PROVIDED MATERIAL |
● ● ● ● ● ● ●

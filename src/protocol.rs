// Wire protocol and cross-layer message types.
//
// The server speaks JSON text frames, each carrying a required `type`
// discriminator. Modeling the taxonomy as a serde-tagged enum means a
// message type the dispatcher forgot to handle is a compile error, not a
// silent log line at runtime.

use std::collections::BTreeMap;

use serde::{Deserialize, Serialize};

// ---------------------------------------------------------------------------
// Server -> client messages
// ---------------------------------------------------------------------------

/// One inbound frame, dispatched by the `type` field.
///
/// Unknown `type` values fail deserialization; the dispatcher logs and
/// discards them without touching state.
#[derive(Debug, Clone, PartialEq, Deserialize)]
#[serde(tag = "type", rename_all = "snake_case")]
pub enum ServerMessage {
    /// Full grid replacement. Cells absent from the list keep defaults.
    Init {
        #[serde(default)]
        cells: Vec<CellPatch>,
    },
    /// Partial update of a single cell.
    Update { cell: CellPatch },
    /// The current round's predicted tile set.
    Predictions {
        preds: Vec<i64>,
        #[serde(default)]
        round: RoundId,
        status: RoundStatus,
    },
    /// Round result: winning tiles plus cumulative counters.
    Winning {
        preds: Vec<i64>,
        status: RoundStatus,
        #[serde(default)]
        total_win: u64,
        #[serde(default)]
        total_round: u64,
        #[serde(default)]
        lost_in_arrow: u64,
    },
    /// Status-only transition between rounds.
    Waiting { status: RoundStatus },
    /// Wholesale replacement of one or more per-variant round snapshots.
    Snapshot {
        #[serde(default)]
        classic_snapshot: Option<SnapshotPayload>,
        #[serde(default)]
        ore_snapshot: Option<SnapshotPayload>,
        #[serde(default)]
        orb_snapshot: Option<SnapshotPayload>,
    },
    /// Historical win-streak histogram (streak length -> occurrences).
    WinInRow {
        list_in_row: BTreeMap<String, u32>,
    },
    /// Historical loss-streak histogram (streak length -> occurrences).
    LostInRow {
        list_in_row: BTreeMap<String, u32>,
    },
}

/// Partial cell record carried by `init` and `update` frames.
///
/// Every field except `index` is optional; reducers decide between
/// "fall back to default" (init) and "retain prior value" (update).
#[derive(Debug, Clone, PartialEq, Deserialize)]
pub struct CellPatch {
    pub index: i64,
    #[serde(default)]
    pub label: Option<String>,
    #[serde(default)]
    pub count: Option<i64>,
    #[serde(default)]
    pub value: Option<CellValue>,
    #[serde(default)]
    pub disabled: Option<bool>,
}

/// A cell's display value: numeric once the server has one, otherwise a
/// placeholder string.
#[derive(Debug, Clone, PartialEq, Deserialize)]
#[serde(untagged)]
pub enum CellValue {
    Number(f64),
    Text(String),
}

impl CellValue {
    /// The value shown before the server has reported anything.
    pub const PLACEHOLDER: &'static str = "\u{2014}";

    /// Format for display: four decimals for numbers, text verbatim.
    pub fn display(&self) -> String {
        match self {
            CellValue::Number(n) => format!("{n:.4}"),
            CellValue::Text(s) => s.clone(),
        }
    }
}

impl Default for CellValue {
    fn default() -> Self {
        CellValue::Text(Self::PLACEHOLDER.to_string())
    }
}

/// Round identifier. The server is inconsistent about sending `"12"` vs
/// `12`, so both are accepted and kept as a display string.
#[derive(Debug, Clone, Default, PartialEq, Eq, Deserialize)]
#[serde(from = "RoundIdRepr")]
pub struct RoundId(pub String);

#[derive(Deserialize)]
#[serde(untagged)]
enum RoundIdRepr {
    Num(i64),
    Str(String),
}

impl From<RoundIdRepr> for RoundId {
    fn from(repr: RoundIdRepr) -> Self {
        match repr {
            RoundIdRepr::Num(n) => RoundId(n.to_string()),
            RoundIdRepr::Str(s) => RoundId(s),
        }
    }
}

/// Lifecycle of a round as reported by the server.
///
/// Two protocol spellings exist for the active and terminal states;
/// aliases accept both.
#[derive(Debug, Clone, Copy, Default, PartialEq, Eq, Deserialize)]
#[serde(rename_all = "lowercase")]
pub enum RoundStatus {
    #[default]
    Init,
    Waiting,
    #[serde(alias = "active")]
    Predictions,
    #[serde(alias = "result")]
    Done,
}

impl RoundStatus {
    /// Whether the round has ended and results are final.
    pub fn is_terminal(self) -> bool {
        matches!(self, RoundStatus::Done)
    }

    pub fn label(self) -> &'static str {
        match self {
            RoundStatus::Init => "init",
            RoundStatus::Waiting => "waiting",
            RoundStatus::Predictions => "predictions",
            RoundStatus::Done => "done",
        }
    }
}

/// Nested per-variant payload inside a `snapshot` frame.
#[derive(Debug, Clone, PartialEq, Deserialize)]
pub struct SnapshotPayload {
    pub status: RoundStatus,
    #[serde(default)]
    pub round: RoundId,
    #[serde(default)]
    pub preds: Vec<i64>,
    #[serde(default)]
    pub total_round: u64,
    #[serde(default)]
    pub total_win: u64,
    /// Current consecutive-win count.
    #[serde(default)]
    pub win: u64,
    /// Current consecutive-loss count.
    #[serde(default)]
    pub lose: u64,
    /// Longest win streak seen so far.
    #[serde(default)]
    pub win_in_row: u64,
    /// Longest loss streak seen so far.
    #[serde(default)]
    pub lose_in_row: u64,
    #[serde(default)]
    pub winning_square: Option<i64>,
}

// ---------------------------------------------------------------------------
// Client -> server messages
// ---------------------------------------------------------------------------

/// Outbound command sent over the live socket.
#[derive(Debug, Clone, PartialEq, Serialize)]
#[serde(tag = "type", rename_all = "snake_case")]
pub enum ClientMessage {
    /// Request the initial grid state after connecting.
    GetInit,
    /// Toggle the prediction on a grid cell.
    Toggle { index: usize },
}

// ---------------------------------------------------------------------------
// View identity
// ---------------------------------------------------------------------------

/// The three navigable dashboard views. Each has its own endpoint and its
/// own connection session; all three retain their game state while hidden.
#[derive(Debug, Clone, Copy, PartialEq, Eq, Hash)]
pub enum ViewId {
    Classic,
    Ore,
    Orb,
}

impl ViewId {
    pub const ALL: [ViewId; 3] = [ViewId::Classic, ViewId::Ore, ViewId::Orb];

    /// Stable position used to index per-view storage.
    pub fn index(self) -> usize {
        match self {
            ViewId::Classic => 0,
            ViewId::Ore => 1,
            ViewId::Orb => 2,
        }
    }

    pub fn label(self) -> &'static str {
        match self {
            ViewId::Classic => "Classic",
            ViewId::Ore => "Ore",
            ViewId::Orb => "Orb",
        }
    }
}

// ---------------------------------------------------------------------------
// Internal channel types
// ---------------------------------------------------------------------------

/// Whether the live socket is currently open.
#[derive(Debug, Clone, Copy, PartialEq, Eq)]
pub enum ConnectionStatus {
    Connected,
    Disconnected,
}

/// Commands flowing from the TUI to the orchestrator.
#[derive(Debug, Clone, PartialEq)]
pub enum UserCommand {
    /// Toggle the prediction on the cell under the cursor.
    ToggleCell(usize),
    /// Switch the dashboard to another view (tears down the old session).
    SwitchView(ViewId),
    /// Re-fetch the per-tile percentage annotations.
    RefreshAnnotations,
    Quit,
}

/// Updates flowing from the orchestrator to the TUI render loop.
#[derive(Debug, Clone, PartialEq)]
pub enum UiUpdate {
    ConnectionStatus(ConnectionStatus),
    /// Full snapshot of the active view's game state.
    Game(Box<crate::game::state::ViewSnapshot>),
}

// ---------------------------------------------------------------------------
// Tests
// ---------------------------------------------------------------------------

#[cfg(test)]
mod tests {
    use super::*;

    #[test]
    fn init_frame_parses_with_partial_cells() {
        let raw = r#"{"type":"init","cells":[{"index":3,"count":7}]}"#;
        let msg: ServerMessage = serde_json::from_str(raw).unwrap();
        match msg {
            ServerMessage::Init { cells } => {
                assert_eq!(cells.len(), 1);
                assert_eq!(cells[0].index, 3);
                assert_eq!(cells[0].count, Some(7));
                assert_eq!(cells[0].label, None);
                assert_eq!(cells[0].disabled, None);
            }
            other => panic!("wrong variant: {other:?}"),
        }
    }

    #[test]
    fn init_frame_without_cells_list_defaults_empty() {
        let msg: ServerMessage = serde_json::from_str(r#"{"type":"init"}"#).unwrap();
        assert_eq!(msg, ServerMessage::Init { cells: vec![] });
    }

    #[test]
    fn update_frame_requires_cell() {
        assert!(serde_json::from_str::<ServerMessage>(r#"{"type":"update"}"#).is_err());
        let msg: ServerMessage =
            serde_json::from_str(r#"{"type":"update","cell":{"index":4,"disabled":true}}"#)
                .unwrap();
        match msg {
            ServerMessage::Update { cell } => assert_eq!(cell.disabled, Some(true)),
            other => panic!("wrong variant: {other:?}"),
        }
    }

    #[test]
    fn predictions_frame_rejects_non_list_preds() {
        let raw = r#"{"type":"predictions","preds":"oops","round":1,"status":"predictions"}"#;
        assert!(serde_json::from_str::<ServerMessage>(raw).is_err());
    }

    #[test]
    fn round_id_accepts_number_or_string() {
        let raw = r#"{"type":"predictions","preds":[1],"round":12,"status":"predictions"}"#;
        let msg: ServerMessage = serde_json::from_str(raw).unwrap();
        match msg {
            ServerMessage::Predictions { round, .. } => assert_eq!(round, RoundId("12".into())),
            other => panic!("wrong variant: {other:?}"),
        }

        let raw = r#"{"type":"predictions","preds":[1],"round":"12","status":"predictions"}"#;
        let msg: ServerMessage = serde_json::from_str(raw).unwrap();
        match msg {
            ServerMessage::Predictions { round, .. } => assert_eq!(round, RoundId("12".into())),
            other => panic!("wrong variant: {other:?}"),
        }
    }

    #[test]
    fn status_aliases_accepted() {
        for (raw, expected) in [
            (r#""init""#, RoundStatus::Init),
            (r#""waiting""#, RoundStatus::Waiting),
            (r#""predictions""#, RoundStatus::Predictions),
            (r#""active""#, RoundStatus::Predictions),
            (r#""done""#, RoundStatus::Done),
            (r#""result""#, RoundStatus::Done),
        ] {
            let status: RoundStatus = serde_json::from_str(raw).unwrap();
            assert_eq!(status, expected, "for {raw}");
        }
        assert!(serde_json::from_str::<RoundStatus>(r#""bogus""#).is_err());
    }

    #[test]
    fn only_done_is_terminal() {
        assert!(RoundStatus::Done.is_terminal());
        assert!(!RoundStatus::Init.is_terminal());
        assert!(!RoundStatus::Waiting.is_terminal());
        assert!(!RoundStatus::Predictions.is_terminal());
    }

    #[test]
    fn unknown_type_fails_deserialization() {
        assert!(serde_json::from_str::<ServerMessage>(r#"{"type":"mystery"}"#).is_err());
    }

    #[test]
    fn snapshot_frame_with_one_variant() {
        let raw = r#"{"type":"snapshot","ore_snapshot":{"status":"result","round":9,
            "preds":[2,5],"total_round":10,"total_win":4,"win":0,"lose":2,
            "win_in_row":3,"lose_in_row":4,"winning_square":7}}"#;
        let msg: ServerMessage = serde_json::from_str(raw).unwrap();
        match msg {
            ServerMessage::Snapshot {
                classic_snapshot,
                ore_snapshot,
                orb_snapshot,
            } => {
                assert!(classic_snapshot.is_none());
                assert!(orb_snapshot.is_none());
                let snap = ore_snapshot.unwrap();
                assert_eq!(snap.status, RoundStatus::Done);
                assert_eq!(snap.winning_square, Some(7));
                assert_eq!(snap.total_round, 10);
            }
            other => panic!("wrong variant: {other:?}"),
        }
    }

    #[test]
    fn streak_histogram_frames_parse() {
        let raw = r#"{"type":"win_in_row","list_in_row":{"2":5,"3":1}}"#;
        let msg: ServerMessage = serde_json::from_str(raw).unwrap();
        match msg {
            ServerMessage::WinInRow { list_in_row } => {
                assert_eq!(list_in_row.get("2"), Some(&5));
                assert_eq!(list_in_row.get("3"), Some(&1));
            }
            other => panic!("wrong variant: {other:?}"),
        }
    }

    #[test]
    fn client_messages_serialize_to_wire_shape() {
        assert_eq!(
            serde_json::to_string(&ClientMessage::GetInit).unwrap(),
            r#"{"type":"get_init"}"#
        );
        assert_eq!(
            serde_json::to_string(&ClientMessage::Toggle { index: 3 }).unwrap(),
            r#"{"type":"toggle","index":3}"#
        );
    }

    #[test]
    fn cell_value_display() {
        assert_eq!(CellValue::Number(0.4125).display(), "0.4125");
        assert_eq!(CellValue::default().display(), CellValue::PLACEHOLDER);
    }

    #[test]
    fn view_id_indices_are_distinct() {
        let mut seen = std::collections::HashSet::new();
        for view in ViewId::ALL {
            assert!(seen.insert(view.index()));
            assert!(view.index() < ViewId::ALL.len());
        }
    }
}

● ● ● ● ● ● ●

WORK TASK |
Only the number is wanted: how many lines of the material above include the word "struct"?

RESULT OF THIS EXERCISE |
3